Clinical Reasoning: Acute onset of diplopia in pregnancy

A 32-year-old woman presented at 27 weeks gestation with new-onset diplopia. She awoke with persistent binocular horizontal diplopia. She denied headache, ocular pain, or other associated neurologic symptoms. There were no previous episodes. A month prior to review, 4 of her family members had diarrheal illness; the patient experienced minor nausea for 1 day only and attributed this to morning sickness. She has no relevant medical history and is usually fit and well. Her pregnancy had been uncomplicated; she was reviewed by her midwife, who reported no fever, hypertension, hyperglycemia, or proteinuria.

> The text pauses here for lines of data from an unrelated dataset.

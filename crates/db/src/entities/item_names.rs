//! `SeaORM` Entity for the item_names lookup table.
//!
//! The one deliberately tenant-independent table: a canonical, deduplicated
//! item name that many receipt items across all tenants may reference by
//! identity. `name` carries a storage-level unique constraint so concurrent
//! resolution cannot create duplicate canonical rows.

use sea_orm::entity::prelude::*;
use serde::{Deserialize, Serialize};

#[derive(Clone, Debug, PartialEq, Eq, DeriveEntityModel, Serialize, Deserialize)]
#[sea_orm(table_name = "item_names")]
pub struct Model {
    #[sea_orm(primary_key)]
    pub id: i64,
    #[sea_orm(unique)]
    pub name: String,
    pub category_id: Option<Uuid>,
    pub created_at: DateTimeWithTimeZone,
    pub updated_at: DateTimeWithTimeZone,
}

#[derive(Copy, Clone, Debug, EnumIter, DeriveRelation)]
pub enum Relation {
    #[sea_orm(
        belongs_to = "super::categories::Entity",
        from = "Column::CategoryId",
        to = "super::categories::Column::Id"
    )]
    Categories,
    #[sea_orm(has_many = "super::receipt_items::Entity")]
    ReceiptItems,
}

impl Related<super::categories::Entity> for Entity {
    fn to() -> RelationDef {
        Relation::Categories.def()
    }
}

impl Related<super::receipt_items::Entity> for Entity {
    fn to() -> RelationDef {
        Relation::ReceiptItems.def()
    }
}

impl ActiveModelBehavior for ActiveModel {}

Initial examination demonstrated a right esotropia and bilateral restriction in abduction, right greater than left, indicating bilateral sixth nerve palsy. Further ophthalmic examination was normal, demonstrating an intact visual field with no evidence of afferent pupillary defect, nystagmus, or papilledema. The rest of the cranial nerve examination was unremarkable. There were no bulbar signs, eyelid ptosis, or muscle fatigability. Peripheral neurologic examination demonstrated absent reflexes in both upper limbs and blunted reflexes in both lower limbs. There were no motor deficits or gait ataxia.